16.06.2009. Dezesseis de junho de dois mil e nove. Pensando em inglês: June, the sixteenth, two thousand and nine. Bonito, não? Mas não importaria se fosse feio. Não vamos perder tempo somando e dividindo números, não é um truque. Não é uma charada, uma cifra, um código. Se quiséssemos, poderíamos fazer qualquer associação, sempre se acaba encontrando uma. Mas não levemos a sério. Não leva a nada. Não vale nada. A data é apenas verdadeira. Nenhum significado numérico. Foi só porque, nesse dia, algo começou. Nesse dia, aconteceu.

Levanta a capa de sua antiga máquina de escrever, anos sem uso, nem serviria mais para nada, claro. Claro que não. Porque agora… Agora as teclas enchem seus ouvidos, a vertigem faz desfilar páginas arrancadas do cilindro com felicidade, os textos prontos, os estampidos sequenciais de uma metralhadora louca, sobrepostos no tempo, registrando com fúria amostras de sua confusão e de seus ideais perdidos para sempre, mesmo que em meio a qualquer delírio reencontrasse mil vezes, entre rotinas e acasos, mil vezes as mesmas pessoas conhecidas, e elas mil vezes lhe perguntassem, por hábito ou por maldade: então, continua escrevendo? Não teria coragem de dizer que não desistira, que decidira não se render, que outra vez, revendo o teclado imperfeito, as linhas tornavam a decolar sobre trilhos, entre toques velocíssimos, freneticamente ousados, contínuos, sem trégua, a metralhadora em meio à guerra, uma guerra especial e secreta, a batalha que nunca cessava, compensando todas as vezes em que pensara que poderia viver sem isso, voltar ao mundo dos outros, onde ninguém escrevia nada, apenas passava, onde lhe perguntavam sempre se ainda estava escrevendo, enquanto envelheciam, esperando uma resposta que ele nunca dera, porque também aprendera com eles a mentir. Dava (e devia) a si mesmo a resposta que bem entendesse. Era um guerreiro por sua conta agora.

“Parei. Me cansava.”

“É porque você não tinha vocação”, uma dessas pessoas, disfarçando um ar satisfeito, como aliviada, ele não entende por quê.
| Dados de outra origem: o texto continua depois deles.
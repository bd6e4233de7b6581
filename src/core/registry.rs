//! # Server registry: in-memory index of live instances.
//!
//! Two maps — `server_id → instance` and `port → server_id` — mutated under
//! one commit lock so they can never disagree, read lock-free.
//!
//! ## Rules
//! - `register` rejects a duplicate id or a duplicate port.
//! - `unregister` clears both maps.
//! - Queries are snapshots; they never block registration.

use std::sync::{Arc, Mutex};

use dashmap::DashMap;
use tracing::debug;

use crate::error::{OrchestratorError, Result};
use crate::instance::{ServerInstance, ServerKind, ServerStatus};

/// Aggregate registry counters.
#[derive(Debug, Clone, Copy, PartialEq, Eq)]
pub struct RegistryStats {
    /// All registered instances.
    pub total: usize,
    /// Static instances.
    pub static_servers: usize,
    /// Dynamic instances.
    pub dynamic_servers: usize,
    /// Instances currently `Running`.
    pub running: usize,
    /// Connected players across all instances.
    pub players: usize,
}

/// Index of live instances by identifier and by port.
pub struct Registry {
    servers: DashMap<String, Arc<ServerInstance>>,
    port_to_server: DashMap<u16, String>,
    // Guards dual-map mutation; reads stay lock-free.
    commit: Mutex<()>,
}

impl Registry {
    /// Creates an empty registry.
    pub fn new() -> Self {
        Self {
            servers: DashMap::new(),
            port_to_server: DashMap::new(),
            commit: Mutex::new(()),
        }
    }

    /// Registers an instance, enforcing id and port uniqueness.
    pub fn register(&self, instance: Arc<ServerInstance>) -> Result<()> {
        let _guard = self.commit.lock().unwrap_or_else(|e| e.into_inner());

        let server_id = instance.server_id().to_string();
        let port = instance.port();

        if self.servers.contains_key(&server_id) {
            return Err(OrchestratorError::ServerAlreadyExists { server_id });
        }
        if self.port_to_server.contains_key(&port) {
            return Err(OrchestratorError::PortInUse { port });
        }

        self.servers.insert(server_id.clone(), instance);
        self.port_to_server.insert(port, server_id.clone());
        debug!(server = %server_id, port, "registered server");
        Ok(())
    }

    /// Unregisters an instance, clearing both maps.
    ///
    /// Returns the removed instance, or `None` when the id was unknown.
    pub fn unregister(&self, server_id: &str) -> Option<Arc<ServerInstance>> {
        let _guard = self.commit.lock().unwrap_or_else(|e| e.into_inner());

        let (_, instance) = self.servers.remove(server_id)?;
        self.port_to_server.remove(&instance.port());
        debug!(server = %server_id, "unregistered server");
        Some(instance)
    }

    /// Looks up an instance by id.
    pub fn by_id(&self, server_id: &str) -> Option<Arc<ServerInstance>> {
        self.servers.get(server_id).map(|i| Arc::clone(&i))
    }

    /// Looks up an instance by port.
    pub fn by_port(&self, port: u16) -> Option<Arc<ServerInstance>> {
        let server_id = self.port_to_server.get(&port)?.clone();
        self.by_id(&server_id)
    }

    /// True if an instance with the id is registered.
    pub fn contains(&self, server_id: &str) -> bool {
        self.servers.contains_key(server_id)
    }

    /// True if the port belongs to a registered instance.
    pub fn is_port_in_use(&self, port: u16) -> bool {
        self.port_to_server.contains_key(&port)
    }

    /// All registered instances.
    pub fn servers(&self) -> Vec<Arc<ServerInstance>> {
        self.servers.iter().map(|i| Arc::clone(&i)).collect()
    }

    /// All registered ids, sorted.
    pub fn server_ids(&self) -> Vec<String> {
        let mut ids: Vec<String> = self.servers.iter().map(|i| i.key().clone()).collect();
        ids.sort_unstable();
        ids
    }

    /// Instances of the given kind.
    pub fn by_kind(&self, kind: ServerKind) -> Vec<Arc<ServerInstance>> {
        self.filter(|i| i.kind() == kind)
    }

    /// Instances in the given status.
    pub fn by_status(&self, status: ServerStatus) -> Vec<Arc<ServerInstance>> {
        self.filter(|i| i.status() == status)
    }

    /// Instances matching an arbitrary predicate.
    pub fn filter(&self, predicate: impl Fn(&ServerInstance) -> bool) -> Vec<Arc<ServerInstance>> {
        self.servers
            .iter()
            .filter(|i| predicate(i.value()))
            .map(|i| Arc::clone(&i))
            .collect()
    }

    /// Static instances.
    pub fn static_servers(&self) -> Vec<Arc<ServerInstance>> {
        self.by_kind(ServerKind::Static)
    }

    /// Dynamic instances.
    pub fn dynamic_servers(&self) -> Vec<Arc<ServerInstance>> {
        self.by_kind(ServerKind::Dynamic)
    }

    /// Running instances with spare capacity.
    pub fn available_servers(&self) -> Vec<Arc<ServerInstance>> {
        self.filter(|i| i.is_accepting_players())
    }

    /// Picks the best instance to route a player to: running, not full,
    /// optionally restricted to a template, fewest players first, smallest
    /// id on ties.
    pub fn find_available(&self, template_name: Option<&str>) -> Option<Arc<ServerInstance>> {
        self.servers
            .iter()
            .filter(|i| i.is_accepting_players())
            .filter(|i| match template_name {
                None => true,
                Some(name) => i
                    .template()
                    .is_some_and(|t| t.name().eq_ignore_ascii_case(name)),
            })
            .min_by_key(|i| (i.player_count(), i.server_id().to_string()))
            .map(|i| Arc::clone(&i))
    }

    /// Total connected players.
    pub fn total_players(&self) -> usize {
        self.servers.iter().map(|i| i.player_count()).sum()
    }

    /// Number of registered instances.
    pub fn len(&self) -> usize {
        self.servers.len()
    }

    /// True when nothing is registered.
    pub fn is_empty(&self) -> bool {
        self.servers.is_empty()
    }

    /// Aggregate counters.
    pub fn stats(&self) -> RegistryStats {
        let mut stats = RegistryStats {
            total: 0,
            static_servers: 0,
            dynamic_servers: 0,
            running: 0,
            players: 0,
        };
        for entry in self.servers.iter() {
            stats.total += 1;
            match entry.kind() {
                ServerKind::Static => stats.static_servers += 1,
                ServerKind::Dynamic => stats.dynamic_servers += 1,
            }
            if entry.status() == ServerStatus::Running {
                stats.running += 1;
            }
            stats.players += entry.player_count();
        }
        stats
    }

    /// Drops every registration.
    pub fn clear(&self) {
        let _guard = self.commit.lock().unwrap_or_else(|e| e.into_inner());
        self.servers.clear();
        self.port_to_server.clear();
        debug!("registry cleared");
    }
}

impl Default for Registry {
    fn default() -> Self {
        Self::new()
    }
}

#[cfg(test)]
mod tests {
    use super::*;
    use std::path::PathBuf;
    use uuid::Uuid;

    fn make(id: &str, port: u16, max_players: u32) -> Arc<ServerInstance> {
        Arc::new(ServerInstance::new(
            id,
            ServerKind::Dynamic,
            PathBuf::from(format!("servers/dynamic/{id}")),
            port,
            max_players,
            None,
        ))
    }

    #[test]
    fn duplicate_id_and_port_are_rejected() {
        let reg = Registry::new();
        reg.register(make("a", 6100, 16)).unwrap();

        let dup_id = reg.register(make("a", 6101, 16)).unwrap_err();
        assert_eq!(dup_id.as_label(), "server_already_exists");

        let dup_port = reg.register(make("b", 6100, 16)).unwrap_err();
        assert_eq!(dup_port.as_label(), "port_in_use");

        assert_eq!(reg.len(), 1);
        assert!(reg.is_port_in_use(6100));
        assert!(!reg.is_port_in_use(6101));
    }

    #[test]
    fn unregister_clears_both_maps() {
        let reg = Registry::new();
        reg.register(make("a", 6100, 16)).unwrap();
        assert!(reg.by_port(6100).is_some());

        let removed = reg.unregister("a").unwrap();
        assert_eq!(removed.server_id(), "a");
        assert!(reg.by_id("a").is_none());
        assert!(reg.by_port(6100).is_none());
        assert!(!reg.is_port_in_use(6100));
        assert!(reg.unregister("a").is_none());
    }

    #[test]
    fn selection_prefers_fewest_players_then_smallest_id() {
        let reg = Registry::new();
        let (a, b, c) = (
            make("alpha", 6100, 16),
            make("beta", 6101, 16),
            make("gamma", 6102, 16),
        );
        for i in [&a, &b, &c] {
            i.mark_running();
        }
        reg.register(Arc::clone(&a)).unwrap();
        reg.register(Arc::clone(&b)).unwrap();
        reg.register(Arc::clone(&c)).unwrap();

        b.add_player(Uuid::new_v4());
        // alpha and gamma are tied on zero players; smallest id wins.
        assert_eq!(reg.find_available(None).unwrap().server_id(), "alpha");

        a.add_player(Uuid::new_v4());
        a.add_player(Uuid::new_v4());
        assert_eq!(reg.find_available(None).unwrap().server_id(), "gamma");
    }

    #[test]
    fn full_or_stopped_servers_are_not_available() {
        let reg = Registry::new();
        let full = make("full", 6100, 1);
        full.mark_running();
        full.add_player(Uuid::new_v4());
        let stopped = make("stopped", 6101, 16);
        stopped.mark_running();
        stopped.mark_stopping("done");
        reg.register(full).unwrap();
        reg.register(stopped).unwrap();

        assert!(reg.find_available(None).is_none());
        assert!(reg.available_servers().is_empty());
    }

    #[test]
    fn stats_count_by_kind_and_status() {
        let reg = Registry::new();
        let running = make("run", 6100, 16);
        running.mark_running();
        running.add_player(Uuid::new_v4());
        reg.register(running).unwrap();

        let static_instance = Arc::new(ServerInstance::new(
            "lobby",
            ServerKind::Static,
            PathBuf::from("servers/static/lobby"),
            6000,
            100,
            None,
        ));
        reg.register(static_instance).unwrap();

        let stats = reg.stats();
        assert_eq!(stats.total, 2);
        assert_eq!(stats.static_servers, 1);
        assert_eq!(stats.dynamic_servers, 1);
        assert_eq!(stats.running, 1);
        assert_eq!(stats.players, 1);
        assert_eq!(reg.total_players(), 1);
    }
}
“É, essas coisas (escrever) não são para nós mesmo”, outra, aparentando o mesmo alívio, colocando-o em pé de igualdade com ela, que nunca escreve nada menos dispensável e chato do que um ou outro poema falando em brisas vindas do mar.

Isso mesmo. É preciso admitir. Uma coisa ou outra. É preciso admitir alguma coisa. Ou não tem vocação ou é muito para você, enfim, é preciso contentar os outros. Deixá-los pensando o que melhor lhes couber, o que lhes trouxer algum alívio, preservando-lhes o ego de algum desgaste, mantendo-o em segurança entre o café da manhã e o jantar, com apoio da família, claro, mas nunca sob ameaça, menos ainda pela constatação, de algum sinal, ainda que incipiente, de talento alheio. É assim que se vive, não venha com essa de dizer tudo o que há em seu coração – lembre-se: a sua vida não é um livro aberto, não é! Os padres perderam o poder, e a Idade Média, que era doce, se acabou. E esses que hoje o observam cautelosos são aqueles que não puderam avançar, que não podem avançar, são os guardiões dos valores inventados, representantes de tradições apodrecidas, percebeu?

“Todos nós passamos por isso quando jovens, não é? Depois, compreendemos que o mais importante é o trabalho, a família…”

Todos nós? Todos nós quem? Passamos por isso o quê? Vontade de escrever romances? Mas ele não conhece ninguém que faça isso que ele faz. Não conhece ninguém querendo escrever romances. Como podem ser tão comuns? Todos quem? Como podem estar por aí, em toda parte, se ele nunca vê alguém como ele, interessado assim em escrever?

“Eu também escrevi muita coisa na minha juventude, compreende? Mas depois joguei tudo fora. Fui promovido, mudei de cidade, me casei, a vida mudou… Mas, se precisar, escrevo tudo de novo.”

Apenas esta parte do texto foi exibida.